*** Begin section ***
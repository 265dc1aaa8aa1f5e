//! Runtime-helper emission.
//!
//! Helpers are leaf routines appended after the laid-out text, inside
//! the slack page the layout engine reserved, and reachable only via
//! call. Presence is gated by the feature tracker: a program that
//! never prints gets none of this.
//!
//! Two helpers exist per target:
//!
//! - `veld.print_str(ptr, len)` — one write to stdout,
//! - `veld.print_num(value)` — decimal formatting of an f64 into the
//!   writable `nbuf` scratch buffer (sign, integer digits, and six
//!   rounded fraction digits when the value is not integral), then one
//!   write.
//!
//! On Linux and Darwin output is a raw write syscall; on Windows it
//! goes through `GetStdHandle`/`WriteFile` IAT slots, with the
//! Microsoft-x64 shadow space and the fifth argument on the stack.

use super::{PassOutput, HELPER_PRINT_NUM, HELPER_PRINT_STR, NUM_BUFFER};
use crate::error::{CompileError, CompileResult};
use crate::features::Capability;
use veld_asm::aarch64::A64;
use veld_asm::riscv64::Rv64;
use veld_asm::x86_64::X64;
use veld_asm::{CallConv, Cond, Emitter, Isa, Os, SectionBuffer, Target};

pub const KERNEL32: &str = "KERNEL32.dll";

/// Append every helper the program needs. Must run after the second
/// codegen pass and before patching, so the helper labels resolve.
pub fn emit_helpers(
    target: Target,
    cc: &CallConv,
    text: &mut SectionBuffer,
    out: &mut PassOutput,
) -> CompileResult<()> {
    if !out.features.uses(Capability::PrintStr) && !out.features.uses(Capability::PrintNum) {
        return Ok(());
    }
    match target.isa {
        Isa::X86_64 => x64_helpers(target, text, out),
        Isa::Aarch64 => a64_helpers(target, cc, text, out),
        Isa::Riscv64 => rv64_helpers(target, cc, text, out),
    }
}

// ── x86-64 ───────────────────────────────────────────────────────────

const RAX: u8 = 0;
const RCX: u8 = 1;
const RDX: u8 = 2;
const RSP: u8 = 4;
const RSI: u8 = 6;
const RDI: u8 = 7;
const R8: u8 = 8;
const R9: u8 = 9;
const R10: u8 = 10;
const R11: u8 = 11;

fn x64_helpers(target: Target, text: &mut SectionBuffer, out: &mut PassOutput) -> CompileResult<()> {
    let windows = target.os == Os::Windows;
    let mut a = X64::new(text);
    let nums = target.syscalls();

    if out.features.uses(Capability::PrintStr) {
        out.labels.insert(HELPER_PRINT_STR.to_string(), a.pos());
        if windows {
            // (ptr=rcx, len=rdx)
            a.sub_ri(RSP, 72)?;
            a.store_rm(RSP, 48, RCX)?;
            a.store_rm(RSP, 56, RDX)?;
            x64_write_stdout(&mut a, out)?;
            a.add_ri_(RSP, 72)?;
            a.ret_();
        } else {
            // (ptr=rdi, len=rsi) -> write(1, ptr, len)
            a.mov_rr_(RDX, RSI)?;
            a.mov_rr_(RSI, RDI)?;
            a.mov_ri64(RDI, 1)?;
            a.mov_ri64(RAX, nums.write)?;
            a.syscall_();
            a.ret_();
        }
    }

    if out.features.uses(Capability::PrintNum) {
        let nbuf = out
            .symbols
            .lookup(NUM_BUFFER)
            .ok_or_else(|| CompileError::internal("print_num without its scratch buffer"))?;
        out.labels.insert(HELPER_PRINT_NUM.to_string(), a.pos());

        // Sign: r11 = 1 when negative, value made non-negative.
        a.xorpd(1, 1)?;
        a.mov_ri64(R11, 0)?;
        let nonneg = a.br_fcmp(Cond::Le, 1, 0)?;
        a.mov_ri64(R11, 1)?;
        a.xorpd(1, 1)?;
        a.subsd(1, 0)?;
        a.movsd_rr(0, 1)?;
        let at = a.pos();
        a.patch_jump(&nonneg, at)?;

        // Integer part in rax, fraction rounded to six digits in r10.
        a.cvttsd2si(RAX, 0)?;
        a.cvtsi2sd(1, RAX)?;
        a.movsd_rr(2, 0)?;
        a.subsd(2, 1)?;
        a.mov_ri64(RCX, 1_000_000f64.to_bits())?;
        a.movq_xr(3, RCX)?;
        a.mulsd(2, 3)?;
        a.mov_ri64(RCX, 0.5f64.to_bits())?;
        a.movq_xr(3, RCX)?;
        a.addsd(2, 3)?;
        a.cvttsd2si(R10, 2)?;
        // Rounding may carry into the integer part.
        a.mov_ri64(RCX, 1_000_000)?;
        let nocarry = a.br_icmp(Cond::Lt, R10, RCX)?;
        a.add_ri_(RAX, 1)?;
        a.mov_ri64(R10, 0)?;
        let at = a.pos();
        a.patch_jump(&nocarry, at)?;
        a.mov_rr_(R8, RAX)?;

        // Digits build backwards from the end of nbuf.
        let ptr = a.lea_rip(RSI)?;
        out.relocs.record_data(ptr, nbuf);
        a.add_ri_(RSI, 40)?;
        a.mov_rr_(R9, RSI)?;

        // Six fraction digits plus the point, only for non-integral
        // values.
        a.cmp_ri(R10, 0)?;
        let no_frac = a.jcc_signed(Cond::Eq);
        a.mov_ri64(RCX, 6)?;
        a.mov_ri64(RDI, 10)?;
        let frac_top = a.pos();
        a.mov_rr_(RAX, R10)?;
        a.mov_ri64(RDX, 0)?;
        a.div(RDI)?;
        a.mov_rr_(R10, RAX)?;
        a.add_ri_(RDX, i32::from(b'0'))?;
        a.dec(R9)?;
        a.store_u8(R9, 0, RDX)?;
        a.dec(RCX)?;
        a.cmp_ri(RCX, 0)?;
        let frac_back = a.jcc_signed(Cond::Gt);
        a.patch_jump(&frac_back, frac_top)?;
        a.mov_ri64(RAX, u64::from(b'.'))?;
        a.dec(R9)?;
        a.store_u8(R9, 0, RAX)?;
        let at = a.pos();
        a.patch_jump(&no_frac, at)?;

        // Integer digits, at least one.
        a.mov_rr_(RAX, R8)?;
        a.mov_ri64(RDI, 10)?;
        let int_top = a.pos();
        a.mov_ri64(RDX, 0)?;
        a.div(RDI)?;
        a.add_ri_(RDX, i32::from(b'0'))?;
        a.dec(R9)?;
        a.store_u8(R9, 0, RDX)?;
        a.cmp_ri(RAX, 0)?;
        let int_back = a.jcc_signed(Cond::Gt);
        a.patch_jump(&int_back, int_top)?;

        // Sign character.
        a.cmp_ri(R11, 0)?;
        let no_sign = a.jcc_signed(Cond::Eq);
        a.mov_ri64(RAX, u64::from(b'-'))?;
        a.dec(R9)?;
        a.store_u8(R9, 0, RAX)?;
        let at = a.pos();
        a.patch_jump(&no_sign, at)?;

        // One write of nbuf[cursor..end].
        if windows {
            a.mov_rr_(RDX, RSI)?;
            a.sub_rr_(RDX, R9)?;
            a.sub_ri(RSP, 72)?;
            a.store_rm(RSP, 48, R9)?;
            a.store_rm(RSP, 56, RDX)?;
            x64_write_stdout(&mut a, out)?;
            a.add_ri_(RSP, 72)?;
            a.ret_();
        } else {
            a.mov_rr_(RDX, RSI)?;
            a.sub_rr_(RDX, R9)?;
            a.mov_rr_(RSI, R9)?;
            a.mov_ri64(RDI, 1)?;
            a.mov_ri64(RAX, nums.write)?;
            a.syscall_();
            a.ret_();
        }
    }
    Ok(())
}

/// WriteFile(GetStdHandle(-11), [rsp+48], [rsp+56], &[rsp+64], NULL).
/// Expects 72 bytes of frame already reserved.
fn x64_write_stdout(a: &mut X64<'_>, out: &mut PassOutput) -> CompileResult<()> {
    a.mov_ri64(RCX, (-11i64) as u64)?;
    let p = a.call_rip_mem();
    out.relocs.record_iat(p, KERNEL32, "GetStdHandle");
    a.mov_rr_(RCX, RAX)?;
    a.load_rm(RDX, RSP, 48)?;
    a.load_rm(R8, RSP, 56)?;
    a.lea(R9, RSP, 64)?;
    a.mov_ri64(R10, 0)?;
    a.store_rm(RSP, 32, R10)?;
    let p = a.call_rip_mem();
    out.relocs.record_iat(p, KERNEL32, "WriteFile");
    Ok(())
}

// ── AArch64 ──────────────────────────────────────────────────────────

fn a64_helpers(
    target: Target,
    cc: &CallConv,
    text: &mut SectionBuffer,
    out: &mut PassOutput,
) -> CompileResult<()> {
    let mut a = A64::new(text, target.os);
    let nums = target.syscalls();
    let nr = cc.syscall_num_reg;

    if out.features.uses(Capability::PrintStr) {
        out.labels.insert(HELPER_PRINT_STR.to_string(), a.pos());
        // (ptr=x0, len=x1) -> write(1, ptr, len)
        a.mov(2, 1)?;
        a.mov(1, 0)?;
        a.movz(0, 1, 0)?;
        a.movz(nr, nums.write as u16, 0)?;
        a.svc();
        a.ret_();
    }

    if out.features.uses(Capability::PrintNum) {
        let nbuf = out
            .symbols
            .lookup(NUM_BUFFER)
            .ok_or_else(|| CompileError::internal("print_num without its scratch buffer"))?;
        out.labels.insert(HELPER_PRINT_NUM.to_string(), a.pos());
        // x9 int, x10 frac6, x11 sign, x12 buffer end, x13 cursor,
        // x14 divisor, x15/x6/x7 scratch; d0 value, d1-d3 scratch.

        a.fzero(1)?;
        a.movz(11, 0, 0)?;
        let nonneg = a.br_fcmp(Cond::Le, 1, 0)?;
        a.movz(11, 1, 0)?;
        a.fneg_d(0, 0)?;
        let at = a.pos();
        a.patch_jump(&nonneg, at)?;

        a.fcvtzs(9, 0)?;
        a.scvtf(1, 9)?;
        a.fmov_d(2, 0)?;
        a.fsub_d(2, 2, 1)?;
        a.mov_imm64(15, 1_000_000f64.to_bits())?;
        a.fmov_dx(3, 15)?;
        a.fmul_d(2, 2, 3)?;
        a.mov_imm64(15, 0.5f64.to_bits())?;
        a.fmov_dx(3, 15)?;
        a.fadd_d(2, 2, 3)?;
        a.fcvtzs(10, 2)?;
        a.mov_imm64(15, 1_000_000)?;
        let nocarry = a.br_icmp(Cond::Lt, 10, 15)?;
        a.add_imm(9, 9, 1)?;
        a.movz(10, 0, 0)?;
        let at = a.pos();
        a.patch_jump(&nocarry, at)?;

        let ptr = a.adrp_add(12)?;
        out.relocs.record_data(ptr, nbuf);
        a.add_imm(12, 12, 40)?;
        a.mov(13, 12)?;

        let no_frac = a.cbz(10)?;
        a.movz(14, 10, 0)?;
        a.movz(7, 6, 0)?;
        let frac_top = a.pos();
        a.udiv(15, 10, 14)?;
        a.msub(6, 15, 14, 10)?;
        a.mov(10, 15)?;
        a.add_imm(6, 6, i32::from(b'0'))?;
        a.sub_imm(13, 13, 1)?;
        a.strb(6, 13, 0)?;
        a.sub_imm(7, 7, 1)?;
        let frac_back = a.cbnz(7)?;
        a.patch_jump(&frac_back, frac_top)?;
        a.movz(6, u16::from(b'.'), 0)?;
        a.sub_imm(13, 13, 1)?;
        a.strb(6, 13, 0)?;
        let at = a.pos();
        a.patch_jump(&no_frac, at)?;

        a.movz(14, 10, 0)?;
        let int_top = a.pos();
        a.udiv(15, 9, 14)?;
        a.msub(6, 15, 14, 9)?;
        a.mov(9, 15)?;
        a.add_imm(6, 6, i32::from(b'0'))?;
        a.sub_imm(13, 13, 1)?;
        a.strb(6, 13, 0)?;
        let int_back = a.cbnz(9)?;
        a.patch_jump(&int_back, int_top)?;

        let no_sign = a.cbz(11)?;
        a.movz(6, u16::from(b'-'), 0)?;
        a.sub_imm(13, 13, 1)?;
        a.strb(6, 13, 0)?;
        let at = a.pos();
        a.patch_jump(&no_sign, at)?;

        a.sub(2, 12, 13)?;
        a.mov(1, 13)?;
        a.movz(0, 1, 0)?;
        a.movz(nr, nums.write as u16, 0)?;
        a.svc();
        a.ret_();
    }
    Ok(())
}

// ── RV64 ─────────────────────────────────────────────────────────────

fn rv64_helpers(
    target: Target,
    cc: &CallConv,
    text: &mut SectionBuffer,
    out: &mut PassOutput,
) -> CompileResult<()> {
    let mut a = Rv64::new(text);
    let nums = target.syscalls();
    let nr = cc.syscall_num_reg;
    const T1: u8 = 6; // int part
    const T2: u8 = 7; // frac6
    const T3: u8 = 28; // sign flag
    const T4: u8 = 29; // buffer end
    const T5: u8 = 30; // cursor
    const T6: u8 = 31; // divisor
    const A5: u8 = 15; // counter
    const A6: u8 = 16; // digit
    const T0: u8 = 5; // scratch

    if out.features.uses(Capability::PrintStr) {
        out.labels.insert(HELPER_PRINT_STR.to_string(), a.pos());
        // (ptr=a0, len=a1) -> write(1, ptr, len)
        a.addi(12, 11, 0)?;
        a.addi(11, 10, 0)?;
        a.addi(10, 0, 1)?;
        a.li(nr, nums.write as i64)?;
        a.ecall();
        a.ret_();
    }

    if out.features.uses(Capability::PrintNum) {
        let nbuf = out
            .symbols
            .lookup(NUM_BUFFER)
            .ok_or_else(|| CompileError::internal("print_num without its scratch buffer"))?;
        out.labels.insert(HELPER_PRINT_NUM.to_string(), a.pos());

        a.fzero(0)?; // ft0 = 0
        a.li(T3, 0)?;
        let nonneg = a.br_fcmp(Cond::Le, 0, 10)?; // 0 <= fa0
        a.li(T3, 1)?;
        a.fneg_d(10, 10)?;
        let at = a.pos();
        a.patch_jump(&nonneg, at)?;

        a.fcvt_l_d(T1, 10)?;
        a.fcvt_d_l(0, T1)?;
        a.fsub_d(1, 10, 0)?; // ft1 = frac
        a.li(T0, 1_000_000f64.to_bits() as i64)?;
        a.fmv_d_x(2, T0)?;
        a.fmul_d(1, 1, 2)?;
        a.li(T0, 0.5f64.to_bits() as i64)?;
        a.fmv_d_x(2, T0)?;
        a.fadd_d(1, 1, 2)?;
        a.fcvt_l_d(T2, 1)?;
        a.li(T0, 1_000_000)?;
        let nocarry = a.br_icmp(Cond::Lt, T2, T0)?;
        a.addi(T1, T1, 1)?;
        a.li(T2, 0)?;
        let at = a.pos();
        a.patch_jump(&nocarry, at)?;

        let ptr = a.auipc_addi(T4)?;
        out.relocs.record_data(ptr, nbuf);
        a.addi(T4, T4, 40)?;
        a.addi(T5, T4, 0)?;

        let no_frac = a.beq(T2, 0)?;
        a.li(T6, 10)?;
        a.li(A5, 6)?;
        let frac_top = a.pos();
        a.remu(A6, T2, T6)?;
        a.divu(T2, T2, T6)?;
        a.addi(A6, A6, i32::from(b'0'))?;
        a.addi(T5, T5, -1)?;
        a.sb(T5, 0, A6)?;
        a.addi(A5, A5, -1)?;
        let frac_back = a.bne(A5, 0)?;
        a.patch_jump(&frac_back, frac_top)?;
        a.li(A6, i64::from(b'.'))?;
        a.addi(T5, T5, -1)?;
        a.sb(T5, 0, A6)?;
        let at = a.pos();
        a.patch_jump(&no_frac, at)?;

        a.li(T6, 10)?;
        let int_top = a.pos();
        a.remu(A6, T1, T6)?;
        a.divu(T1, T1, T6)?;
        a.addi(A6, A6, i32::from(b'0'))?;
        a.addi(T5, T5, -1)?;
        a.sb(T5, 0, A6)?;
        let int_back = a.bne(T1, 0)?;
        a.patch_jump(&int_back, int_top)?;

        let no_sign = a.beq(T3, 0)?;
        a.li(A6, i64::from(b'-'))?;
        a.addi(T5, T5, -1)?;
        a.sb(T5, 0, A6)?;
        let at = a.pos();
        a.patch_jump(&no_sign, at)?;

        a.sub(12, T4, T5)?; // a2 = len
        a.addi(11, T5, 0)?; // a1 = ptr
        a.addi(10, 0, 1)?; // a0 = stdout
        a.li(nr, nums.write as i64)?;
        a.ecall();
        a.ret_();
    }
    Ok(())
}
*** End section ***
→ ACTIVITY:
Print, please, the lines above from the very first through the one that holds "use veld_asm::riscv64::Rv64;", both included, word for word and with nothing else.

→ RESPONSE AREA:
repository 265dc1aaa8aa1f5e
//! Runtime-helper emission.
//!
//! Helpers are leaf routines appended after the laid-out text, inside
//! the slack page the layout engine reserved, and reachable only via
//! call. Presence is gated by the feature tracker: a program that
//! never prints gets none of this.
//!
//! Two helpers exist per target:
//!
//! - `veld.print_str(ptr, len)` — one write to stdout,
//! - `veld.print_num(value)` — decimal formatting of an f64 into the
//!   writable `nbuf` scratch buffer (sign, integer digits, and six
//!   rounded fraction digits when the value is not integral), then one
//!   write.
//!
//! On Linux and Darwin output is a raw write syscall; on Windows it
//! goes through `GetStdHandle`/`WriteFile` IAT slots, with the
//! Microsoft-x64 shadow space and the fifth argument on the stack.

use super::{PassOutput, HELPER_PRINT_NUM, HELPER_PRINT_STR, NUM_BUFFER};
use crate::error::{CompileError, CompileResult};
use crate::features::Capability;
use veld_asm::aarch64::A64;
use veld_asm::riscv64::Rv64;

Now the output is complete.